• [What is being asked]: Starting at the line below holding "fn generate_fleet(count: u32, seed: u64)" and stopping at the line holding "let mut rng", print every line exactly, both ends included, and leave the rest out.
═════ Given records
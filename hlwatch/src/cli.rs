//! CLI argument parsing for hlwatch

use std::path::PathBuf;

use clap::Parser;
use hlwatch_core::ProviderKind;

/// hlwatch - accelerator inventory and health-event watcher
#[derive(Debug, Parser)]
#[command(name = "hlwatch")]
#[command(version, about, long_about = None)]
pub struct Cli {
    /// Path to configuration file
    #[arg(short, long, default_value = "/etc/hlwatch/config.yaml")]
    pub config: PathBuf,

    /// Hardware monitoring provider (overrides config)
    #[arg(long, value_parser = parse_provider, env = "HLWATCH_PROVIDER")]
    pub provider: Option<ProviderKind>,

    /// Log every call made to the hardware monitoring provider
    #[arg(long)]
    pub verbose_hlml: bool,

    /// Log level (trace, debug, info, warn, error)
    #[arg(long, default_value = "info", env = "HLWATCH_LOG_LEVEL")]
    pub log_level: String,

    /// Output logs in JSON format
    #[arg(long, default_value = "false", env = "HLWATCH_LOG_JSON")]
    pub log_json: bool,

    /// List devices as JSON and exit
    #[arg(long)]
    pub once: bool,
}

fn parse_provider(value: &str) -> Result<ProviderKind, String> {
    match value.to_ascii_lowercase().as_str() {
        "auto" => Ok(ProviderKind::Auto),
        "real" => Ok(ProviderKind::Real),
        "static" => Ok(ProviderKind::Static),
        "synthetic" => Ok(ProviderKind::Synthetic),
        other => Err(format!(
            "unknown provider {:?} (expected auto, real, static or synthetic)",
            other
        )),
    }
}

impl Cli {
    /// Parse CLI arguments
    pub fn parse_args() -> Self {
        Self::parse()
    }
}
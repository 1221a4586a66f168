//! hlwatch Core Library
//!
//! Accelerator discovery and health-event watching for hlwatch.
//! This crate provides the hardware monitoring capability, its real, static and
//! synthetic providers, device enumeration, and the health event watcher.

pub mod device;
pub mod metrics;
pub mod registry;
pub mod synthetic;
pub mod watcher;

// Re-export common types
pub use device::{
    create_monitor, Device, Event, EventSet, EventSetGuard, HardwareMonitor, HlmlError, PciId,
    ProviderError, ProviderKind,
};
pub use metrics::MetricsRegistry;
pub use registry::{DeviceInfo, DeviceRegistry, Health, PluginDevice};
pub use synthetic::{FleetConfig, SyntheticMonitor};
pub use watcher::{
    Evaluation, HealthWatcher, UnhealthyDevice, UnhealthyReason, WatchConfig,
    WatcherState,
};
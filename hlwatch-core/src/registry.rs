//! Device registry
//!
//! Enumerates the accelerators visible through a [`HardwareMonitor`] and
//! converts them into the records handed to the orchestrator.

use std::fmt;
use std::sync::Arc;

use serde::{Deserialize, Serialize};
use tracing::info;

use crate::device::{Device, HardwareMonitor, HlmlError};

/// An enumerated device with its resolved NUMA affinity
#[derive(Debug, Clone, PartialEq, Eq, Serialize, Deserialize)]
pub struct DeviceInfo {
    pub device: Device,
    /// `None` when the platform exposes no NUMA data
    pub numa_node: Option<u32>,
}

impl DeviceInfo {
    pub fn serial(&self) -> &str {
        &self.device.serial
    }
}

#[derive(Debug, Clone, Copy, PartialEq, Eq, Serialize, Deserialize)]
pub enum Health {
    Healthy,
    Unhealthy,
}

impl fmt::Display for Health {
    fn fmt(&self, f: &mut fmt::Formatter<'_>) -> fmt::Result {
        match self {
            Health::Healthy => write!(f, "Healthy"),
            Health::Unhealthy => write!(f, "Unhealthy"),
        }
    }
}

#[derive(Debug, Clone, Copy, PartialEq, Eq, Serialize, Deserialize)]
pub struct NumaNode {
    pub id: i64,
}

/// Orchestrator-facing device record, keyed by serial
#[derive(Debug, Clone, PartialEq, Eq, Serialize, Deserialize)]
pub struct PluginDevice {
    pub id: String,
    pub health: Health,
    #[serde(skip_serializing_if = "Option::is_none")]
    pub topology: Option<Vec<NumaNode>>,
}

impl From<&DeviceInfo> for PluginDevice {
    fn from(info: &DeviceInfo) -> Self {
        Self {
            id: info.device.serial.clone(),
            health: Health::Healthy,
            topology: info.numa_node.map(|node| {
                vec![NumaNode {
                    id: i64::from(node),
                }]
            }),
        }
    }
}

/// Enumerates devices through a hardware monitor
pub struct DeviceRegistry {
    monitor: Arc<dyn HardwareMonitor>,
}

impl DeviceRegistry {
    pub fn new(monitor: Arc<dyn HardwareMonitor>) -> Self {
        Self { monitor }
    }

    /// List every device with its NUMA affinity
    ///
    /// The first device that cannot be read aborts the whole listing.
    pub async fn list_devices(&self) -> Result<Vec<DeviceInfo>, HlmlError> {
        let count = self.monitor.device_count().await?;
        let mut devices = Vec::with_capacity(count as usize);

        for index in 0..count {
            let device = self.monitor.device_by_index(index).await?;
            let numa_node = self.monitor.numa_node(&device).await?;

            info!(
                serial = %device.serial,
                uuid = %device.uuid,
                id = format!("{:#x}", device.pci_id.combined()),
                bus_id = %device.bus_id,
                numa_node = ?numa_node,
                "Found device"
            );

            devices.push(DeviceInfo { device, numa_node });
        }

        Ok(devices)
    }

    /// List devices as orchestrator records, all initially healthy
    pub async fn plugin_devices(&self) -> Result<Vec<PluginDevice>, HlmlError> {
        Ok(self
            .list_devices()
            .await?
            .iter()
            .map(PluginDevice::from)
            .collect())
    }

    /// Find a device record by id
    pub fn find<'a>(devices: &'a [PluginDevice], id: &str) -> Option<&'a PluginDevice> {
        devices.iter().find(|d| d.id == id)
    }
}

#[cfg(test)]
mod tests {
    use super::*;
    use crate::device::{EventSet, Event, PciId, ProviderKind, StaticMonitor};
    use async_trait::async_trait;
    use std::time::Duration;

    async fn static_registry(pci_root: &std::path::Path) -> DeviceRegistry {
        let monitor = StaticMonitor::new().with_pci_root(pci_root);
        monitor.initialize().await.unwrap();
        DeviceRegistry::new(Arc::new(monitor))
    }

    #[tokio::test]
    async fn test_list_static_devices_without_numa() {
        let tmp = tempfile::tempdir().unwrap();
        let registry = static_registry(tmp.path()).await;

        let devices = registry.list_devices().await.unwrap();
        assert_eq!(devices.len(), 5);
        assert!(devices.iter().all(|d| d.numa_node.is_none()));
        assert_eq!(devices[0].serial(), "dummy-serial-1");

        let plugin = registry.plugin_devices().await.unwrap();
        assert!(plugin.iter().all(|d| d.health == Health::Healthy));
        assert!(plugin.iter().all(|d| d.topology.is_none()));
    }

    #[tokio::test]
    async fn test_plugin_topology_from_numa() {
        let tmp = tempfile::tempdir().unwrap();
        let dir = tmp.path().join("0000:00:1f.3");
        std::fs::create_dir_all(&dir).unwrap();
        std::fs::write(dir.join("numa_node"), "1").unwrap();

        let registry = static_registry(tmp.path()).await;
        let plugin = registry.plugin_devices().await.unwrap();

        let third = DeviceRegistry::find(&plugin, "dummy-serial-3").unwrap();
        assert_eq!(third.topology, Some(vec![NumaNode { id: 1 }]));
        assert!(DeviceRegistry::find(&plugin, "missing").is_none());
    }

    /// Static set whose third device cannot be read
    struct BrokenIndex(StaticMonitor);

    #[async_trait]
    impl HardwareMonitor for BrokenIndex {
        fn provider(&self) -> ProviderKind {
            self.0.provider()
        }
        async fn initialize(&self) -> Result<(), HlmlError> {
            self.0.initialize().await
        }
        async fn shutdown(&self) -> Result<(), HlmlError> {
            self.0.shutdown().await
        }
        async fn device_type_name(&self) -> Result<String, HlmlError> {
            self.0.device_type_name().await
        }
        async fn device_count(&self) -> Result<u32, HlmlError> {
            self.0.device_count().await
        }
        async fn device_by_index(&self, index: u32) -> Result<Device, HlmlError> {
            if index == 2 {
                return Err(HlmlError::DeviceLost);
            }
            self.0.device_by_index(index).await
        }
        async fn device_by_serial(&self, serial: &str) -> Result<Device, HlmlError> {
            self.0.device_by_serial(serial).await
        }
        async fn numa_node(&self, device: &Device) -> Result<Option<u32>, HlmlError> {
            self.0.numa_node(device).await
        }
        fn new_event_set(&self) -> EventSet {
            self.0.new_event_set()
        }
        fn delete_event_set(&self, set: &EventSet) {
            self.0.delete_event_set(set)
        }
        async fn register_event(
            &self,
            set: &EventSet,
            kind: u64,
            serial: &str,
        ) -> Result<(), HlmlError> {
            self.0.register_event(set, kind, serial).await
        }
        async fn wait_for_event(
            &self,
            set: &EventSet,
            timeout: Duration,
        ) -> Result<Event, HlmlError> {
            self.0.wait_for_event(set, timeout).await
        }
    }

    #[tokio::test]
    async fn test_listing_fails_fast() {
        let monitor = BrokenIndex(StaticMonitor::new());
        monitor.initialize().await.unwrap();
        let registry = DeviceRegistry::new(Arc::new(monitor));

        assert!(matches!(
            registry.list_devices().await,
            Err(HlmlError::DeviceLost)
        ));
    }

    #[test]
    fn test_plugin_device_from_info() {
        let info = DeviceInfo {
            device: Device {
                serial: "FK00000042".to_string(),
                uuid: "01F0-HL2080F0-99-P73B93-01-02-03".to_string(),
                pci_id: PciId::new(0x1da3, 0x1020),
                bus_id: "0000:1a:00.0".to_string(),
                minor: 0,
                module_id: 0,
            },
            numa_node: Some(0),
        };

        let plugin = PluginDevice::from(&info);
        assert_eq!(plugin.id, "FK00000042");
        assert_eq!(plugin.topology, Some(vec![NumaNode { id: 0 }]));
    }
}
══════════
═════ Given records
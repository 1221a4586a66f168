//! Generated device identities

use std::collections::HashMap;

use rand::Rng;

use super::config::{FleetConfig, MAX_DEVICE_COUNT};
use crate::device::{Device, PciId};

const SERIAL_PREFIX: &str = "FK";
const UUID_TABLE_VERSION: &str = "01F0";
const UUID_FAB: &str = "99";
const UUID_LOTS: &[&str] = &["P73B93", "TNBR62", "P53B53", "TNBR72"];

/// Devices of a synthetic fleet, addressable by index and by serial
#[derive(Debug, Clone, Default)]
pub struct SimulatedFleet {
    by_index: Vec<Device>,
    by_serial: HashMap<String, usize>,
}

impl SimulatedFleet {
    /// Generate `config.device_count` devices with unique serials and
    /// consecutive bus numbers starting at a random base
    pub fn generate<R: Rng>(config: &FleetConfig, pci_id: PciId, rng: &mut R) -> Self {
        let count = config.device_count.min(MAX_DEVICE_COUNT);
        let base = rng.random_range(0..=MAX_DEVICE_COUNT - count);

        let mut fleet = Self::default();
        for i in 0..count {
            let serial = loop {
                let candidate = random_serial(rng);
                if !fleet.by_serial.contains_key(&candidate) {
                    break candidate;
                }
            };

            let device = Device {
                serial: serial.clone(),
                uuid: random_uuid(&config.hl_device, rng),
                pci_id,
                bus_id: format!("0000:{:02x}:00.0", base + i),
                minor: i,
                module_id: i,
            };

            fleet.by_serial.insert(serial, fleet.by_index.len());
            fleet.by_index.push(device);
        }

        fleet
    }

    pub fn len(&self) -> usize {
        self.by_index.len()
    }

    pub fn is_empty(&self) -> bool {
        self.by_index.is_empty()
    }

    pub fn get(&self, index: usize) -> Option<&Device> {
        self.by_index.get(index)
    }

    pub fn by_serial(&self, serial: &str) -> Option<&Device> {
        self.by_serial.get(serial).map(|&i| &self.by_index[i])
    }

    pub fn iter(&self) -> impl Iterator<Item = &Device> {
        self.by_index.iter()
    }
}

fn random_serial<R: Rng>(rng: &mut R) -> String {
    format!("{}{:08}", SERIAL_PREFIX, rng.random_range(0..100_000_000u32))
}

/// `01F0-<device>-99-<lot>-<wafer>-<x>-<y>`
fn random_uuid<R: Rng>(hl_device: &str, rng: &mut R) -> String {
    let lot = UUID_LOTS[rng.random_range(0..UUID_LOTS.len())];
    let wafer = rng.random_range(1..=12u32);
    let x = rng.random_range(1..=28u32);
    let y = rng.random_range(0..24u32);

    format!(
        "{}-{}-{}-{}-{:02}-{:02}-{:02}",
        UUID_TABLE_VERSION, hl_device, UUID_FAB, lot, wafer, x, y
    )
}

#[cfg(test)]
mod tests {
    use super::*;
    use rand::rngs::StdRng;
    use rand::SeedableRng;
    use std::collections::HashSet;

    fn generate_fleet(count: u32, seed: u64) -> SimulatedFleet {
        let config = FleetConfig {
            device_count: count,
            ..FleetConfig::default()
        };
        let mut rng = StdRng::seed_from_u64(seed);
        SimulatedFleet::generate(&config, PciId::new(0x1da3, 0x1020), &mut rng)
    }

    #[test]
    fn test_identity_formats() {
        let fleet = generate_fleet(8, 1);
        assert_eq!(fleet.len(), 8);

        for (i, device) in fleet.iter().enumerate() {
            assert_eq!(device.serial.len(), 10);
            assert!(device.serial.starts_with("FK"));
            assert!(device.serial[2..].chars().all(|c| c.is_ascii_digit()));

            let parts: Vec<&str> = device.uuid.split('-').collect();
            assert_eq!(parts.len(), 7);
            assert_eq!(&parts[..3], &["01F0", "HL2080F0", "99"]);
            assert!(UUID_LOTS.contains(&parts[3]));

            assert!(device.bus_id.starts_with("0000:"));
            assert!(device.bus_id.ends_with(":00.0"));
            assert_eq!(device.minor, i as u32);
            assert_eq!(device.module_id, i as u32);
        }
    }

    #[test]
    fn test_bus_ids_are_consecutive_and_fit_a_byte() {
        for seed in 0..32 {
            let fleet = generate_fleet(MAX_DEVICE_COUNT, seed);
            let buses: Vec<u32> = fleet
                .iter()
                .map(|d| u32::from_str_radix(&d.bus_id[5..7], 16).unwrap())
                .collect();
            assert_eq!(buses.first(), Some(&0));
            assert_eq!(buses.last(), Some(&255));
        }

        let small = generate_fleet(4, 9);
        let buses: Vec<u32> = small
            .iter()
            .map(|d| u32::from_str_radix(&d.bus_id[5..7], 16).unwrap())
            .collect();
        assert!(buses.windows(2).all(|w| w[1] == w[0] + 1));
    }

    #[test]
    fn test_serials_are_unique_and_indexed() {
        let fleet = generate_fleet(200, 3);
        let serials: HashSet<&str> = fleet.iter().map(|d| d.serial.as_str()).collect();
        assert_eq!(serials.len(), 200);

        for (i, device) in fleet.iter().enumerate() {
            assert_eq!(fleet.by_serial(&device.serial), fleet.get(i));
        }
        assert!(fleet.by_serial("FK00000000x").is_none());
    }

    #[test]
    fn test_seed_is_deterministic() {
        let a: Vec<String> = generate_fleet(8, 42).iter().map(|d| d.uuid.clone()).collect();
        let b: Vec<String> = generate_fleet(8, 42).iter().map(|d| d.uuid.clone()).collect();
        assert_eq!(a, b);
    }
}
══════════
• [Result of this exercise]:
    fn generate_fleet(count: u32, seed: u64) -> SimulatedFleet {
        let config = FleetConfig {
            device_count: count,
            ..FleetConfig::default()
        };
        let mut rng = StdRng::seed_from_u64(seed);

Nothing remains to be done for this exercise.